Thursday, June 24
Little Difference #25 - School Health Checks
Just when I think I've run out of differences one will stumble right across my path. This time one came home from school with Eva in the form of a letter from the Grand Duchy of Luxembourg. Along with the letter was an empty test tube. I vaguely remembered this from last year, but it corresponded with my trip to Seattle so we basically ignored it.
Instead of trying to explain the letter, I'll just quote the important parts for you.
In accordance with the ruling of the Grand Duchy of Luxembourg of November 1993 outlining the manner and frequency of school healthcare arrangements and examinations, a physical examination of the children is carried out during the course of the pre-school year and during Primary Education.
A fresh urine sample must be brought in the sample pot provided.
So many questions, right? What does the physical examination consist of? Just height, weight, hearing, vision? Or is it more like an exam a child would receive in a Dr.'s office - ears, breathing/heartbeat with a stethoscope, feeling the tummy? And the urine. The urine. By sample pot, they must mean test tube. What are they testing the urine for? Sugar? Bacteria? Protein? What can the urine tell them about a child's overall health? What if something is irregular, will they come back and tell us?

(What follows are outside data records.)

//! Types for communicating with the keyboard interposer daemon.
//!
//! This is the operator control surface named in the engine design: a small
//! set of request/response/event types plus a blocking socket helper, in the
//! same spirit as the teacher compositor's own IPC crate.

use std::collections::HashSet;
use std::fmt;
use std::time::Duration;

use serde::{Deserialize, Serialize};

mod socket;

pub use socket::{socket_dir, Socket, SOCKET_PATH_ENV};

/// How a physical keyboard interface reaches the host.
#[derive(Debug, Clone, Copy, PartialEq, Eq, Hash, Serialize, Deserialize)]
pub enum Transport {
    Usb,
    Bluetooth,
    BuiltIn,
    Unknown,
}

impl fmt::Display for Transport {
    fn fmt(&self, f: &mut fmt::Formatter<'_>) -> fmt::Result {
        let s = match self {
            Transport::Usb => "USB",
            Transport::Bluetooth => "Bluetooth",
            Transport::BuiltIn => "Built-in",
            Transport::Unknown => "Unknown",
        };
        f.write_str(s)
    }
}

/// One physical interface of one keyboard, as produced by the Device
/// Enumerator (component A).
#[derive(Debug, Clone, PartialEq, Eq, Serialize, Deserialize)]
pub struct Device {
    /// `vendor:product:location`, lowercase hex, 4/4/8 digits wide.
    pub device_key: String,
    /// `vendor-product-(location>>8)`, collapses transport interfaces of one
    /// physical keyboard into a single identity.
    pub physical_id: String,
    pub name: String,
    pub manufacturer: String,
    pub transport: Transport,
    pub vendor_id: u32,
    pub product_id: u32,
}

/// The set of `Device`s the engine treats as one physical keyboard target.
#[derive(Debug, Clone, Default, PartialEq, Eq, Serialize, Deserialize)]
pub struct Selection {
    pub devices: Vec<Device>,
}

impl Selection {
    pub fn device_keys(&self) -> HashSet<String> {
        self.devices.iter().map(|d| d.device_key.clone()).collect()
    }

    pub fn physical_id(&self) -> Option<&str> {
        self.devices.first().map(|d| d.physical_id.as_str())
    }
}

/// Identifier for a hypervisor-managed guest, opaque to the engine.
#[derive(Debug, Clone, PartialEq, Eq, Hash, Serialize, Deserialize)]
pub struct GuestId(pub String);

impl fmt::Display for GuestId {
    fn fmt(&self, f: &mut fmt::Formatter<'_>) -> fmt::Result {
        f.write_str(&self.0)
    }
}

/// Whether a session only blocks host delivery, or also relays to a guest.
#[derive(Debug, Clone, PartialEq, Eq, Serialize, Deserialize)]
pub enum SessionMode {
    CaptureOnly,
    Relay(GuestId),
}

/// Opaque handle identifying a running session, returned by `StartSession`.
#[derive(Debug, Clone, Copy, PartialEq, Eq, Hash, Serialize, Deserialize)]
pub struct SessionId(pub u64);

/// Read-only snapshot of a session, published on demand (Design Notes §9).
#[derive(Debug, Clone, Copy, PartialEq, Serialize, Deserialize)]
pub struct SessionStatus {
    pub active: bool,
    pub events_captured: u64,
    pub time_remaining: Option<Duration>,
}

/// Key press/release direction, shared by `Keystroke` and `HostEvent`.
#[derive(Debug, Clone, Copy, PartialEq, Eq, Serialize, Deserialize)]
pub enum Direction {
    Down,
    Up,
}

/// A transition derived from a device's raw HID state reports (component D).
#[derive(Debug, Clone, PartialEq, Eq, Serialize, Deserialize)]
pub struct Keystroke {
    pub key_code: i32,
    pub direction: Direction,
    pub at_millis: u64,
    pub source_device_key: String,
}

/// A key event observed through the host's system-wide dispatch path
/// (component E). The host API does not expose the source device.
#[derive(Debug, Clone, Copy, PartialEq, Eq, Serialize, Deserialize)]
pub struct HostEvent {
    pub key_code: i32,
    pub direction: Direction,
    pub at_millis: u64,
}

/// Press/release direction as expected by the hypervisor controller CLI.
#[derive(Debug, Clone, Copy, PartialEq, Eq, Serialize, Deserialize)]
pub enum RelayDirection {
    Press,
    Release,
}

/// An intent to forward one key transition to a guest (component F output,
/// component G input).
#[derive(Debug, Clone, PartialEq, Eq, Serialize, Deserialize)]
pub struct RelayIntent {
    pub scan_code: i32,
    pub direction: RelayDirection,
    pub target: GuestId,
}

/// Status of a hypervisor-managed guest, from `vmctl list --all`.
#[derive(Debug, Clone, Copy, PartialEq, Eq, Serialize, Deserialize)]
pub enum GuestStatus {
    Running,
    Stopped,
    Suspended,
    Unknown,
}

#[derive(Debug, Clone, PartialEq, Eq, Serialize, Deserialize)]
pub struct Guest {
    pub id: GuestId,
    pub status: GuestStatus,
    pub name: String,
}

/// The error taxonomy from the engine's error handling design (§7),
/// serializable so it can cross the socket as `Response::Error`.
#[derive(Debug, Clone, PartialEq, Eq, Serialize, Deserialize)]
pub enum EngineError {
    PermissionDenied(String),
    SubsystemUnavailable(String),
    NoMatch,
    DeviceVanished { device_key: String },
    GuestInvocationFailed { scan_code: i32, guest: GuestId, stderr: String },
    StaleCorrelation { key_code: i32 },
    MappingMiss { what: String, value: i32 },
    SessionNotFound(SessionId),
}

impl fmt::Display for EngineError {
    fn fmt(&self, f: &mut fmt::Formatter<'_>) -> fmt::Result {
        match self {
            EngineError::PermissionDenied(what) => write!(f, "permission denied: {what}"),
            EngineError::SubsystemUnavailable(what) => write!(f, "subsystem unavailable: {what}"),
            EngineError::NoMatch => write!(f, "identity detection observed no matching device"),
            EngineError::DeviceVanished { device_key } => {
                write!(f, "device {device_key} vanished mid-session")
            }
            EngineError::GuestInvocationFailed { scan_code, guest, stderr } => write!(
                f,
                "guest invocation failed for scan code {scan_code} on {guest}: {stderr}"
            ),
            EngineError::StaleCorrelation { key_code } => {
                write!(f, "stale correlation entry for key {key_code}")
            }
            EngineError::MappingMiss { what, value } => {
                write!(f, "no mapping for {what} {value}")
            }
            EngineError::SessionNotFound(id) => write!(f, "no session with id {}", id.0),
        }
    }
}

impl std::error::Error for EngineError {}

/// Domain events posted to an unbounded channel for UI consumption
/// (Design Notes §9). Never gated on a listener being present.
#[derive(Debug, Clone, Serialize, Deserialize)]
pub enum Event {
    KeystrokeCaptured(Keystroke),
    RelaySucceeded(RelayIntent),
    RelayFailed { intent: RelayIntent, error: EngineError },
    StateTransitioned { session: SessionId, state: &'static str },
}

/// A request sent to the daemon over the control socket.
#[derive(Debug, Clone, Serialize, Deserialize)]
pub enum Request {
    EnumerateDevices,
    DetectIdentity { stop_after: u32 },
    StartSession { selection: Selection, mode: SessionMode, duration: Option<Duration> },
    StopSession { id: SessionId },
    SessionStatus { id: SessionId },
    CopyKeystrokeLog { id: SessionId },
    ListGuests,
    /// Switches the connection into a one-way `Event` feed.
    EventStream,
}

/// The daemon's reply to a `Request`.
#[derive(Debug, Clone, Serialize, Deserialize)]
pub enum Response {
    Devices(Vec<Device>),
    Selection(Selection),
    SessionStarted(SessionId),
    Handled,
    Status(SessionStatus),
    KeystrokeLog(Vec<Keystroke>),
    Guests(Vec<Guest>),
}

/// `Ok(Response)` on success, or an [`EngineError`] reported by the daemon.
pub type Reply = Result<Response, EngineError>;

In Washington we test children's vision and hearing. It is always done by the school nurse and conducted when kids are in primary, maybe Kindergarten? When students are older, about 6th grade, the school nurse looks for spinal curvatures. Maybe this is just for girls. But urine? NO! That type of testing is left for the Dr.'s office.
Not only was bringing pee to school different, the test tube was as well. Um, for a girl it is a bit more difficult to pee into a tube instead of a cup. I found the thought of all the golden viles tucked into school bags, making their way to school pretty humorous - kids taking them out, handing them to the teacher. So much could go wrong. Am I right?
I asked Eva about the exam after school. She said the nurse measured her feet and how tall she was. Instead of pressing and asking for clarification, I just let it go. Feet and height. And urine. Alright, then.